Large distance liquid pumping by AC electro-osmosis for the delivery of biological cells and reagents in microfluidic devices

Liquid pumping, mixing and biological cells/reagents delivery in micro- or nano-liter volume is critical in lab-on-chip systems. We describe a novel AC electro-osmosis device for delivering reagents/cells over large distances without a global pressure gradient. Our device features facile transport range scalability in x- and y-axes, using continuous flow in a serpentine microchannel realized by microelectrode pairs arrayed in a unique antiparallel-asymmetric configuration. Co-planar microelectrodes on glass substrate are fabricated from gold with chromium as seed layer using micro-electro-mechanical system (MEMS) technology. Sealed upon the micro-electrodes is an open-ended serpentine microchannel having width 80μm and depth 45μm; formed by micromolding PDMS with a silicon-based mold. AC signals at 3.5V^pp and 0.5V DC offset is used to energize the microelectrodes, and polystyrene beads with diameter 5.0μm are used as tracer particles to visualize flow.
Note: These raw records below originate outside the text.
//! AutoContext annotation.
//!
//! Prefixes each chunk's embedding text with a contextual header built
//! from the document title, document summary, and (optionally) a per-
//! section summary, then applies the custom term mapping. Displayed chunk
//! content is never touched.

use std::collections::BTreeMap;
use std::sync::Arc;

use futures::stream::{self, StreamExt};
use regex::RegexBuilder;
use serde_json::json;
use tracing::{debug, instrument, warn};

use strata_common::config::AutoContextConfig;
use strata_common::{Chunk, Result};
use strata_providers::LlmProvider;

use crate::sectioning::SectionedDocument;

/// How much of the document the title and summary prompts see.
const CONTEXT_SAMPLE_CHARS: usize = 5000;

/// Document-level context attached to every chunk.
#[derive(Debug, Clone, Default)]
pub struct DocumentContext {
    pub title: String,
    pub summary: String,
}

/// Generate the document title and summary.
///
/// The title is the caller's when supplied; otherwise one LLM call over
/// the head of the document, falling back to `doc_id` on failure. The
/// summary is one optional call; failures degrade to an empty summary
/// with a warning rather than aborting the ingest.
#[instrument(skip_all, fields(doc_id))]
pub async fn document_context(
    llm: &dyn LlmProvider,
    doc_id: &str,
    text: &str,
    supplied_title: &str,
    cfg: &AutoContextConfig,
    language: &str,
) -> DocumentContext {
    let sample: &str = &text[..floor_char_boundary(text, CONTEXT_SAMPLE_CHARS)];

    let title = if !supplied_title.is_empty() {
        supplied_title.to_string()
    } else if cfg.use_generated_title {
        let guidance = &cfg.document_title_guidance;
        let prompt = format!(
            "Give a concise title for the document beginning below. {guidance}\n\
             Write the title in {language}.\n\n<document>\n{sample}\n</document>"
        );
        let schema = json!({
            "type": "object",
            "properties": {"title": {"type": "string"}},
            "required": ["title"]
        });
        match llm.complete(&prompt, &schema).await {
            Ok(reply) => reply["title"]
                .as_str()
                .map(|t| t.trim().to_string())
                .filter(|t| !t.is_empty())
                .unwrap_or_else(|| doc_id.to_string()),
            Err(e) => {
                warn!(error = %e, "title generation failed, using doc_id");
                doc_id.to_string()
            }
        }
    } else {
        doc_id.to_string()
    };

    let summary = if cfg.get_document_summary {
        let guidance = &cfg.document_summarization_guidance;
        let prompt = format!(
            "Summarize the document titled \"{title}\" in two or three sentences. \
             {guidance}\nWrite the summary in {language}.\n\n<document>\n{sample}\n</document>"
        );
        let schema = json!({
            "type": "object",
            "properties": {"summary": {"type": "string"}},
            "required": ["summary"]
        });
        match llm.complete(&prompt, &schema).await {
            Ok(reply) => reply["summary"].as_str().unwrap_or("").trim().to_string(),
            Err(e) => {
                warn!(error = %e, "document summary failed, continuing without one");
                String::new()
            }
        }
    } else {
        String::new()
    };

    DocumentContext { title, summary }
}

/// Summarize each section through a bounded-concurrency pool. Entries are
/// `None` when summarization is disabled or a call fails.
pub async fn section_summaries(
    llm: Arc<dyn LlmProvider>,
    sectioned: &SectionedDocument,
    cfg: &AutoContextConfig,
    language: &str,
) -> Vec<Option<String>> {
    if !cfg.get_section_summaries {
        return vec![None; sectioned.sections.len()];
    }

    let guidance = cfg.section_summarization_guidance.clone();
    let mut indexed: Vec<(usize, Option<String>)> = stream::iter(
        sectioned
            .sections
            .iter()
            .zip(sectioned.contents.iter())
            .enumerate(),
    )
    .map(|(i, (section, content))| {
        let llm = Arc::clone(&llm);
        let guidance = guidance.clone();
        let title = section.title.clone();
        let sample = content[..floor_char_boundary(content, CONTEXT_SAMPLE_CHARS)].to_string();
        let language = language.to_string();
        async move {
            let prompt = format!(
                "Summarize the section \"{title}\" below in one sentence. {guidance}\n\
                 Write the summary in {language}.\n\n<section>\n{sample}\n</section>"
            );
            let schema = json!({
                "type": "object",
                "properties": {"summary": {"type": "string"}},
                "required": ["summary"]
            });
            let summary = match llm.complete(&prompt, &schema).await {
                Ok(reply) => reply["summary"].as_str().map(|s| s.trim().to_string()),
                Err(e) => {
                    warn!(section = %title, error = %e, "section summary failed");
                    None
                }
            };
            (i, summary.filter(|s| !s.is_empty()))
        }
    })
    .buffer_unordered(cfg.llm_max_concurrent_requests.max(1))
    .collect()
    .await;

    indexed.sort_by_key(|(i, _)| *i);
    indexed.into_iter().map(|(_, s)| s).collect()
}

/// Build the contextual header for a chunk: document title, document
/// summary, section title, section summary, joined by blank lines with
/// empty parts elided.
pub fn chunk_header(
    document_title: &str,
    document_summary: &str,
    section_title: &str,
    section_summary: &str,
) -> String {
    [document_title, document_summary, section_title, section_summary]
        .iter()
        .filter(|part| !part.is_empty())
        .copied()
        .collect::<Vec<_>>()
        .join("\n\n")
}

/// Compiled custom term mapping: canonical term -> aliases, replaced by
/// literal, case-insensitive, word-boundary substitution.
pub struct TermMapper {
    rules: Vec<(regex::Regex, String)>,
}

impl TermMapper {
    pub fn new(mapping: &BTreeMap<String, Vec<String>>) -> Result<Self> {
        let mut rules = Vec::new();
        for (canonical, aliases) in mapping {
            for alias in aliases {
                let pattern = format!(r"\b{}\b", regex::escape(alias));
                let re = RegexBuilder::new(&pattern)
                    .case_insensitive(true)
                    .build()
                    .map_err(|e| {
                        strata_common::StrataError::Validation(format!(
                            "bad term mapping alias `{alias}`: {e}"
                        ))
                    })?;
                rules.push((re, canonical.clone()));
            }
        }
        Ok(Self { rules })
    }

    pub fn is_empty(&self) -> bool {
        self.rules.is_empty()
    }

    pub fn apply(&self, text: &str) -> String {
        let mut out = text.to_string();
        for (re, canonical) in &self.rules {
            out = re.replace_all(&out, canonical.as_str()).into_owned();
        }
        out
    }
}

/// Fill in each chunk's `embedding_text` from its header and content.
pub fn annotate_chunks(
    chunks: &mut [Chunk],
    context: &DocumentContext,
    section_summaries: &[Option<String>],
    mapper: &TermMapper,
) {
    for chunk in chunks.iter_mut() {
        let section_summary = section_summaries
            .get(chunk.section_index as usize)
            .and_then(|s| s.as_deref())
            .unwrap_or("");
        let header = chunk_header(
            &context.title,
            &context.summary,
            &chunk.section_title,
            section_summary,
        );
        let embedding_text = if header.is_empty() {
            chunk.content.clone()
        } else {
            format!("{header}\n\n{}", chunk.content)
        };
        chunk.embedding_text = if mapper.is_empty() {
            embedding_text
        } else {
            mapper.apply(&embedding_text)
        };
    }
    debug!(n_chunks = chunks.len(), "chunks annotated");
}

/// Largest byte index `<= max` that sits on a char boundary.
fn floor_char_boundary(text: &str, max: usize) -> usize {
    if max >= text.len() {
        return text.len();
    }
    let mut index = max;
    while index > 0 && !text.is_char_boundary(index) {
        index -= 1;
    }
    index
}

#[cfg(test)]
mod tests {
    use super::*;

    #[test]
    fn test_header_elides_empty_parts() {
        assert_eq!(
            chunk_header("Title", "", "Methods", ""),
            "Title\n\nMethods"
        );
        assert_eq!(chunk_header("", "", "", ""), "");
        assert_eq!(
            chunk_header("T", "S", "Sec", "Sum"),
            "T\n\nS\n\nSec\n\nSum"
        );
    }

    #[test]
    fn test_term_mapping_is_case_insensitive_and_word_bounded() {
        let mut mapping = BTreeMap::new();
        mapping.insert("AI".to_string(), vec!["artificial intelligence".to_string()]);
        let mapper = TermMapper::new(&mapping).unwrap();

        assert_eq!(
            mapper.apply("Artificial Intelligence is here"),
            "AI is here"
        );
        // No substitution inside larger words.
        mapping.insert("ML".to_string(), vec!["ml".to_string()]);
        let mapper = TermMapper::new(&mapping).unwrap();
        assert_eq!(mapper.apply("html and ml"), "html and ML");
    }

    #[test]
    fn test_annotate_only_touches_embedding_text() {
        let mut chunks = vec![Chunk {
            doc_id: "d".to_string(),
            chunk_index: 0,
            section_index: 0,
            section_title: "Intro".to_string(),
            content: "machine learning results".to_string(),
            embedding_text: String::new(),
            page_start: None,
            page_end: None,
            is_visual: false,
        }];
        let context = DocumentContext {
            title: "Paper".to_string(),
            summary: "About ML.".to_string(),
        };
        let mut mapping = BTreeMap::new();
        mapping.insert("ML".to_string(), vec!["machine learning".to_string()]);
        let mapper = TermMapper::new(&mapping).unwrap();

        annotate_chunks(&mut chunks, &context, &[None], &mapper);

        assert_eq!(
            chunks[0].embedding_text,
            "Paper\n\nAbout ML.\n\nIntro\n\nML results"
        );
        assert_eq!(chunks[0].content, "machine learning results");
    }

    #[test]
    fn test_floor_char_boundary_multibyte() {
        let text = "héllo";
        // Index 2 falls inside the two-byte 'é'.
        assert_eq!(floor_char_boundary(text, 2), 1);
        assert_eq!(floor_char_boundary(text, 100), text.len());
    }
}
Maximum velocity of 871 μm/s was recorded using AC signals at 8 kHz. The ease of scaling up transport distance range in 2-axes is unique to our device. Scalability in x-axis is achieved by varying the number of microelectrode pairs; and in y-axis by varying the number of microelectrodes iterations and the corresponding number of turns in the serpentine microchannel. Being scalable in transporting fluidic volume with high efficiency under small driving voltages makes our device suitable for miniaturization in a micro-total-analytical-system. Our device could be applied towards multiple point reagents, biological cells and particles delivery and mixing in a lab-on-chip.